W 1944 r. nazistowska fabryka śmierci Auschwitz-Birkenau pracowała na najwyższych obrotach. Wiosną tego roku w komorach gazowych zginęło 350 tys. Żydów węgierskich, którzy stanowili jedną trzecią ogólnej liczby ofiar obozu. Jednak pod koniec lata transportów przychodziło coraz mniej i więźniowe Sonderkommando zdawali sobie sprawę, że wkrótce przyjdzie kolej na nich jako bezpośrednich świadków zbrodni. W ten sposób narodziła się inicjatywa zorganizowania buntu i ucieczki, które miały objąć cały obóz. Na czele konspiratorów w Sonderkommando stanęli Żydzi polscy: Załmen Gradowski, Lejb Langfus, Załmen Lewental, Abram i Szlomo Dragonowie, Jankiel Handelsman i Józef Dorębus. Dzięki kontaktom z obozową organizacją podziemną udało im się zdobyć trochę materiałów wybuchowych, z których skonstruowali prymitywne granaty.

Obawy więźniów nie były bezpodstawne. Już we wrześniu Niemcy zamordowali 200 członków Sonderkommando, a 7 października konspiratorzy zdobyli informację o planowanym przeniesieniu kolejnych 300 rzekomo do innego obozu. To zmusiło ich do natychmiastowego działania. Tego dnia ok. godz. 13 Niemcy zwołali zbiórkę więźniów zatrudnionych przy obsłudze krematorium IV, wywołując według numerów tych, których przeznaczono do transportu. Zagrożeni więźniowie rzucili się na nich z młotami, łomami, siekierami, kamieniami. Część uciekła do budynku krematorium, który podpalili. Rozgorzała walka, która zakończyła się masakrą więźniów.
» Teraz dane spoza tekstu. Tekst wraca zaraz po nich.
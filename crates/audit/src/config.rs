use std::path::PathBuf;

use anyhow::{bail, Context};
use testimony_core::clip_time::ClipTimeThresholds;

/// Default number of records validated per blocking task.
pub const DEFAULT_SHARD_SIZE: usize = 500;

/// Settings for one audit run.
///
/// | Variable             | Required          | Default        |
/// |----------------------|-------------------|----------------|
/// | `CLIP_STORE_PATH`    | yes               | --             |
/// | `AUDIT_OUTPUT_DIR`   | no                | `audit-output` |
/// | `AUDIT_EPISODE`      | no                | all episodes   |
/// | `AUDIT_APPLY_SAFE`   | no                | `false`        |
/// | `AUDIT_APPROVED_BY`  | when applying     | --             |
/// | `AUDIT_SHARD_SIZE`   | no                | `500`          |
///
/// Threshold overrides use the same `CLIP_*_SECS` variables as the API.
#[derive(Debug, Clone)]
pub struct AuditConfig {
    pub store_path: PathBuf,
    pub output_dir: PathBuf,
    pub episode: Option<String>,
    /// Write auto-applicable proposals back to the store.
    pub apply_safe: bool,
    /// Reviewer name stamped on applied repairs.
    pub approved_by: Option<String>,
    pub shard_size: usize,
    pub thresholds: ClipTimeThresholds,
}

impl AuditConfig {
    pub fn from_env() -> anyhow::Result<Self> {
        Self::from_lookup(|key| std::env::var(key).ok())
    }

    pub fn from_lookup<F>(lookup: F) -> anyhow::Result<Self>
    where
        F: Fn(&str) -> Option<String>,
    {
        let non_blank = |key: &str| lookup(key).filter(|v| !v.trim().is_empty());

        let store_path = non_blank("CLIP_STORE_PATH")
            .map(PathBuf::from)
            .context("CLIP_STORE_PATH is required")?;

        let output_dir = non_blank("AUDIT_OUTPUT_DIR")
            .map(PathBuf::from)
            .unwrap_or_else(|| PathBuf::from("audit-output"));

        let episode = non_blank("AUDIT_EPISODE").map(|e| e.trim().to_string());

        let apply_safe = match non_blank("AUDIT_APPLY_SAFE") {
            None => false,
            Some(raw) => match raw.trim().to_ascii_lowercase().as_str() {
                "true" | "1" | "yes" => true,
                "false" | "0" | "no" => false,
                other => bail!("AUDIT_APPLY_SAFE must be true or false, got '{other}'"),
            },
        };

        let approved_by = non_blank("AUDIT_APPROVED_BY").map(|a| a.trim().to_string());
        if apply_safe && approved_by.is_none() {
            bail!("AUDIT_APPROVED_BY is required when AUDIT_APPLY_SAFE is enabled");
        }

        let shard_size = match non_blank("AUDIT_SHARD_SIZE") {
            None => DEFAULT_SHARD_SIZE,
            Some(raw) => raw
                .trim()
                .parse::<usize>()
                .ok()
                .filter(|n| *n > 0)
                .with_context(|| format!("AUDIT_SHARD_SIZE must be a positive integer, got '{raw}'"))?,
        };

        let thresholds =
            ClipTimeThresholds::from_lookup(&lookup).context("invalid clip thresholds")?;

        Ok(Self {
            store_path,
            output_dir,
            episode,
            apply_safe,
            approved_by,
            shard_size,
            thresholds,
        })
    }
}

#[cfg(test)]
mod tests {
    use std::collections::HashMap;

    use super::*;

    fn config_from(pairs: &[(&str, &str)]) -> anyhow::Result<AuditConfig> {
        let vars: HashMap<String, String> = pairs
            .iter()
            .map(|(k, v)| (k.to_string(), v.to_string()))
            .collect();
        AuditConfig::from_lookup(|key| vars.get(key).cloned())
    }

    #[test]
    fn store_path_is_required() {
        let err = config_from(&[]).unwrap_err();
        assert!(err.to_string().contains("CLIP_STORE_PATH"));
    }

    #[test]
    fn defaults() {
        let config = config_from(&[("CLIP_STORE_PATH", "clips.json")]).unwrap();
        assert_eq!(config.output_dir, PathBuf::from("audit-output"));
        assert_eq!(config.episode, None);
        assert!(!config.apply_safe);
        assert_eq!(config.shard_size, DEFAULT_SHARD_SIZE);
        assert_eq!(config.thresholds, ClipTimeThresholds::default());
    }

    #[test]
    fn applying_requires_approver() {
        let err = config_from(&[("CLIP_STORE_PATH", "clips.json"), ("AUDIT_APPLY_SAFE", "true")])
            .unwrap_err();
        assert!(err.to_string().contains("AUDIT_APPROVED_BY"));

        let config = config_from(&[
            ("CLIP_STORE_PATH", "clips.json"),
            ("AUDIT_APPLY_SAFE", "YES"),
            ("AUDIT_APPROVED_BY", " ada "),
        ])
        .unwrap();
        assert!(config.apply_safe);
        assert_eq!(config.approved_by.as_deref(), Some("ada"));
    }

    #[test]
    fn bad_values_are_rejected() {
        assert!(config_from(&[("CLIP_STORE_PATH", "c.json"), ("AUDIT_APPLY_SAFE", "maybe")]).is_err());
        assert!(config_from(&[("CLIP_STORE_PATH", "c.json"), ("AUDIT_SHARD_SIZE", "0")]).is_err());
        assert!(config_from(&[("CLIP_STORE_PATH", "c.json"), ("CLIP_MIN_DURATION_SECS", "x")]).is_err());
    }
}
//! One end-to-end audit run.

use std::collections::HashSet;
use std::path::PathBuf;
use std::sync::Arc;

use anyhow::Context;
use serde::Serialize;
use testimony_core::clip_audit::{
    merge_shard_reports, validate_shard, ValidationReport, ValidationSummary,
};
use testimony_core::clip_repair::{propose_repairs, RepairProposal};
use testimony_core::clip_time::{ClipTimeRecord, ClipTimeThresholds, Severity};
use testimony_core::types::ClipId;
use testimony_db::repositories::ClipRepo;
use testimony_db::ClipStore;
use uuid::Uuid;

use crate::config::AuditConfig;
use crate::report::{write_artifact, AuditReportFile, ProposalsFile, PROPOSALS_FILE, REPORT_FILE};

/// What a run did.
#[derive(Debug, Clone, Serialize)]
pub struct AuditOutcome {
    pub run_id: Uuid,
    pub summary: ValidationSummary,
    pub proposals: usize,
    /// Clips whose repair was written back to the store.
    pub applied: Vec<ClipId>,
    pub report_path: PathBuf,
    pub proposals_path: PathBuf,
}

/// Audit the store named in `config`.
///
/// Loads the store, validates every unresolved clip, writes both artifacts
/// and, when enabled, applies the auto-applicable proposals in one batch.
/// A proposal that cannot be applied is logged and skipped; a failed save
/// leaves the store file untouched and fails the run.
pub async fn run(config: &AuditConfig) -> anyhow::Result<AuditOutcome> {
    let run_id = Uuid::now_v7();
    let generated_at = chrono::Utc::now();
    tracing::info!(%run_id, store = %config.store_path.display(), "Starting clip audit");

    let mut store = ClipStore::open(&config.store_path)
        .await
        .with_context(|| format!("opening clip store {}", config.store_path.display()))?;

    let records = ClipRepo::time_records(&store, config.episode.as_deref());
    let skip = ClipRepo::resolved_ids(&store);
    let report = validate_sharded(records, skip, config.thresholds, config.shard_size).await?;
    log_summary(&report.summary);

    let proposals = propose_repairs(&report, &config.thresholds);

    let report_path = write_artifact(
        &config.output_dir,
        REPORT_FILE,
        &AuditReportFile {
            run_id,
            generated_at,
            store_path: config.store_path.clone(),
            episode: config.episode.clone(),
            thresholds: config.thresholds,
            report: report.clone(),
        },
    )
    .await?;
    let proposals_path = write_artifact(
        &config.output_dir,
        PROPOSALS_FILE,
        &ProposalsFile {
            run_id,
            generated_at,
            proposals: proposals.clone(),
        },
    )
    .await?;

    let applied = if config.apply_safe {
        let approved_by = config
            .approved_by
            .as_deref()
            .context("AUDIT_APPROVED_BY is required when applying repairs")?;

        let safe: Vec<RepairProposal> = proposals
            .iter()
            .filter(|p| p.is_auto_applicable())
            .cloned()
            .collect();
        let applied = ClipRepo::apply_repairs(&mut store, &safe, approved_by)
            .await
            .context("applying safe repairs")?;
        tracing::info!(candidates = safe.len(), applied = applied.len(), "Applied safe repairs");
        applied
    } else {
        Vec::new()
    };

    Ok(AuditOutcome {
        run_id,
        summary: report.summary,
        proposals: proposals.len(),
        applied,
        report_path,
        proposals_path,
    })
}

/// Validate `records` in shards of `shard_size` on the blocking pool.
pub async fn validate_sharded(
    records: Vec<ClipTimeRecord>,
    skip_ids: HashSet<ClipId>,
    thresholds: ClipTimeThresholds,
    shard_size: usize,
) -> anyhow::Result<ValidationReport> {
    let shard_size = shard_size.max(1);
    let records = Arc::new(records);
    let skip_ids = Arc::new(skip_ids);

    let handles: Vec<_> = (0..records.len())
        .step_by(shard_size)
        .map(|base| {
            let records = Arc::clone(&records);
            let skip_ids = Arc::clone(&skip_ids);
            tokio::task::spawn_blocking(move || {
                let end = (base + shard_size).min(records.len());
                validate_shard(&records[base..end], base, &skip_ids, &thresholds)
            })
        })
        .collect();

    let mut shards = Vec::with_capacity(handles.len());
    for handle in handles {
        shards.push(handle.await.context("validation shard failed")?);
    }
    Ok(merge_shard_reports(shards))
}

fn log_summary(summary: &ValidationSummary) {
    tracing::info!(
        total = summary.total,
        skipped = summary.skipped,
        flagged = summary.flagged,
        high = summary.severity_count(Severity::High),
        medium = summary.severity_count(Severity::Medium),
        low = summary.severity_count(Severity::Low),
        "Clip audit complete",
    );
    for (kind, count) in summary.by_kind.iter().filter(|(_, count)| **count > 0) {
        tracing::info!(kind = %kind, count, "Findings by kind");
    }
}

#[cfg(test)]
mod tests {
    use testimony_core::clip_audit::validate_clips;

    use super::*;

    fn records() -> Vec<ClipTimeRecord> {
        (0..23)
            .map(|i| {
                let start = i as f64 * 10.0;
                // every third clip is swapped
                if i % 3 == 0 {
                    ClipTimeRecord::new(format!("c{i}"), start + 30.0, start)
                } else {
                    ClipTimeRecord::new(format!("c{i}"), start, start + 30.0)
                }
            })
            .collect()
    }

    #[tokio::test]
    async fn sharded_matches_single_pass() {
        let thresholds = ClipTimeThresholds::default();
        let skip: HashSet<ClipId> = ["c3".to_string(), "c4".to_string()].into();
        let expected = validate_clips(&records(), &skip, &thresholds);

        for shard_size in [1, 4, 23, 100] {
            let report = validate_sharded(records(), skip.clone(), thresholds, shard_size)
                .await
                .unwrap();
            assert_eq!(report, expected, "shard size {shard_size}");
        }
    }

    #[tokio::test]
    async fn empty_input_is_clean() {
        let report = validate_sharded(Vec::new(), HashSet::new(), ClipTimeThresholds::default(), 10)
            .await
            .unwrap();
        assert!(report.is_clean());
        assert_eq!(report.summary.total, 0);
    }
}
W tym samym czasie na widok płomieni i odgłos strzałów więźniowie zatrudnieni w krematorium II zaatakowali strażników, uznając, że wybuchło przygotowywane w obozie powstanie. Oberkapo i jednego z esesmanów żywcem wrzucili do pieca krematoryjnego, innego esesmana zabili na miejscu. Kilkudziesięciu więźniom udało się wydostać poza druty obozowe i dotrzeć do oddalonej o 4 kilometry wsi Rajsko. Osaczeni przez grupę pościgową SS, wszyscy zginęli.

Prawdopodobnie w wyniku zdrady Niemcy spodziewali się buntu więźniów i dlatego dysponowali siłami pozwalającymi natychmiast go spacyfikować. W walce i podczas ucieczki zginęło ok. 250 więźniów, kolejnych 200 Niemcy zabili w ramach represji. Stan liczebny Sonderkommando 7 października 1944 r. wynosił 663 osoby, a po buncie – 212. Zginęło więc 451 więźniów. Niemcy stracili trzech zabitych, a kilkunastu zostało rannych. W wyniku przeprowadzonego po buncie dochodzenia Niemcy ustalili, że materiału wybuchowego dostarczyły konspiratorom cztery żydowskie więźniarki zatrudnione w fabryce zbrojeniowej: Róża Robota, Ella Gaertner, Regina Safirsztajn i Estera Wajcblum. Zostały one publicznie powieszone w obozie w styczniu 1945 r., na trzy tygodnie przed wyzwoleniem Auschwitz. W okresie ewakuacji obozu części członków Sonderkommando udało się wymieszać z innymi więźniami i uniknąć likwidacji. Końca wojny doczekało około 80 z nich.